Legends, myths and traditions, since the most ancient origins of our history, have made it difficult to identify the origins of the cultivation of the vineyard, it is difficult to identify. However, beyond the poetry and folklore, certainly the cultivation of the vineyards began in very remote times.
Apparently, the man discovered the 'almost' magical properties of fermented grapes already in the Neolithic period, in fact it gave the moderate drinker the "wise forgetfulness of life", as Dante himself wrote.
Many doubt about the origin of the vine or if our vines, commonly called European vines (Vitis Vinifera), should be considered as native plants or have been imported into Italy through human migrations from Asia Minor.
Surely, the grafting and the coupling of various screws has allowed the birth of countless varieties of vines.
Already in the fifth century BC, Sophocles called Italy "a favorite land of God Bacchus".
Even at the time of Homer, Sicily produced large quantities of wines. In fact, just an episode of the Odyssey seems to focus precisely on wine, that is when, near Etna, the Cyclops Polyphemus, blinded by Ulysses, fell asleep in a deep sleep after drinking a large amount of wine.
Even the Etruscans, departing from the East, already strong of a very advanced agriculture and that included the invoice of the wine, arrived in Italy on the shores of the Tyrrhenian Sea around the year 1000 AD, have contributed to the spread of the vines. So much so that Pliny tells of a statue carved from a single vine plant in Populonia.
There is no doubt that, since the time of Pliny the Elder, Italy was first in the cultivation of the vine and in the production of wine, for quality and high quality. In fact, in his "Historia Naturalis", Pliny himself speaks of as many as 195 varieties of wines, half of which were produced in Italy. Among the most famous wines of ancient Italy, we find the "Tauromenitanum". This was a wine that was produced in the Greek-Roman period in the territory of Taorminese and, according to Pliny, was a wine of extraordinary quality, so that, according to some historical evidence, the tauromenitanum was also used in Sicily in the ceremonies in honor of Apollo.
History and historians also give us acknowledgments and certificates of quality. In fact, just through Pliny, we know that the "eugenia vitis of Taormina" was transplanted on the Alban Hills in Lazio, it was the Tauromenitanum, cultivated as we said in the hills of Taormina, but today perhaps lost. There are also evident signs of a particularly extensive trade, where the main article was wine.

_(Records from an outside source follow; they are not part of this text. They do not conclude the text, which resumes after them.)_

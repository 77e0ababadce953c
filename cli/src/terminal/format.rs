use colored::*;
use crowscout_common::finding::{Finding, Severity};
use crowscout_core::events::{Stage, StageResult};

use crate::terminal::colors;

pub fn severity_color(severity: Severity) -> Color {
    match severity {
        Severity::Info => colors::SEVERITY_INFO,
        Severity::Low => colors::SEVERITY_LOW,
        Severity::Medium => colors::SEVERITY_MEDIUM,
        Severity::High => colors::SEVERITY_HIGH,
        Severity::Critical => colors::SEVERITY_CRITICAL,
    }
}

pub fn severity_badge(severity: Severity) -> ColoredString {
    format!("[{severity}]").color(severity_color(severity)).bold()
}

pub fn finding_line(finding: &Finding) -> String {
    format!(
        "{} {}",
        severity_badge(finding.severity()),
        finding.description().color(colors::TEXT_DEFAULT)
    )
}

/// Title and body lines describing how `stage` ended for `host`.
///
/// Skips and failures return nothing: they are already logged where they
/// happen.
pub fn stage_lines(host: &str, stage: Stage, result: &StageResult) -> Option<(String, Vec<String>)> {
    let alert = |title: String| format!("{} {}", "[!]".red().bold(), title.bold());
    let quiet = |title: String| format!("{} {}", "[-]".color(colors::SEPARATOR), title.color(colors::SEPARATOR));

    match (stage, result) {
        (_, StageResult::Skipped(_)) | (_, StageResult::Failed(_)) => None,
        (_, StageResult::Findings(findings)) => Some((
            alert(format!("{} FINDINGS FOR {host}:", stage.label().to_uppercase())),
            findings.iter().map(finding_line).collect(),
        )),
        (Stage::Parameters, StageResult::Raw(text)) => Some((
            alert(format!("ARJUN FOUND HIDDEN PARAMETERS FOR {host}:")),
            text.lines().map(str::to_string).collect(),
        )),
        (_, StageResult::Raw(text)) => Some((
            alert(format!("JS SECRETS FOUND FOR {host}:")),
            text.lines().filter(|l| !l.trim().is_empty()).map(str::to_string).collect(),
        )),
        (_, StageResult::Links(0)) => Some((quiet(format!("No JavaScript files found for {host}")), Vec::new())),
        (_, StageResult::Links(count)) => Some((
            format!("{} Found {count} JavaScript files on {host}", "[JS]".color(colors::ACCENT)),
            Vec::new(),
        )),
        (Stage::PortScan, StageResult::Nothing) => {
            Some((quiet(format!("No critical ports open on {host}")), Vec::new()))
        }
        (Stage::Parameters, StageResult::Nothing) => {
            Some((quiet(format!("No hidden parameters found for {host}")), Vec::new()))
        }
        (Stage::TemplateScan, StageResult::Nothing) => Some((
            quiet(format!("No critical vulnerabilities found by Nuclei for {host}")),
            Vec::new(),
        )),
        (_, StageResult::Nothing) => Some((
            quiet(format!("No exposed secrets found in JS files for {host}")),
            Vec::new(),
        )),
    }
}

#[cfg(test)]
mod tests {
    use super::*;

    #[test]
    fn failures_and_skips_print_nothing() {
        assert!(stage_lines("a", Stage::PortScan, &StageResult::Skipped("WAF".into())).is_none());
        assert!(stage_lines("a", Stage::JsLinks, &StageResult::Failed("boom".into())).is_none());
    }

    #[test]
    fn findings_get_one_line_each() {
        let findings = vec![
            Finding::new("Nmap", "Critical Port Open: 22 - SSH", Severity::High).unwrap(),
            Finding::new("Nmap", "Critical Port Open: 3306 - MySQL", Severity::High).unwrap(),
        ];
        let (title, body) = stage_lines("a.example.com", Stage::PortScan, &StageResult::Findings(findings)).unwrap();
        assert!(title.contains("NMAP FINDINGS FOR a.example.com"));
        assert_eq!(body.len(), 2);
        assert!(body[0].contains("22 - SSH"));
    }

    #[test]
    fn parameters_are_printed_verbatim() {
        let (title, body) =
            stage_lines("a", Stage::Parameters, &StageResult::Raw("id\ndebug".into())).unwrap();
        assert!(title.contains("HIDDEN PARAMETERS"));
        assert_eq!(body, vec!["id", "debug"]);
    }
}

The origins of wine in ancient Rome
Until the Republican era, wine could be tasted only by males over the age of thirty. For women there was trouble if you find drinking: for example, if kissing his wife the husband had perceived the taste of wine, would have been authorized to severely punish his wife for the "transgression". The prohibition was abolished by Julius Caesar, and so Livia, wife of the first Prince, Augustus, was able to write that he had achieved a remarkable and healthy old age thanks to the wine that had enlivened his meals.
In the first century BC Diodoro Siculo writes how, since the most remote times, viticulture and vinification were the arts practiced in the area of the province of Messina, as found in the Mycenaean finds, mostly found in the Aeolian Islands, which allow to date this presence to the 14th Century before Christ.
Diodoro Siculo claimed that the vine grew spontaneously in Italy and that it had not been imported by other peoples. It was kept by the indigenous people, uncultivated, that is in the wild. Even Pliny, for his part, reports that since the beginning of ancient Rome there were unripe vines.
The Romans reached a deep knowledge of the secrets of the cultivation of the vine and the vinification, having learned such secrets from Etruscans, Greeks and Carthaginians and, just from the latter, they learned to build rational farms and able to produce, with great gains. As is well known, the Romans had the sense of business, everything had to be organized and productive.
Specialized plantations were created to conduct schiavile, where the great wines of the past were cultivated.
Always following Plinio's testimonies, we learn that since the middle of the first century a. C., Italian wines began to enjoy a reputation equal or superior to that of the best Greek wines
The expansion of viticulture in Sicily and southern Italy soon led to a contraction of wine imports from the Aegean and Greece, and in the third century. B.C. Italy no longer limited itself to producing for internal needs, but also for export and continued to develop especially in the first half of the second century BC. c.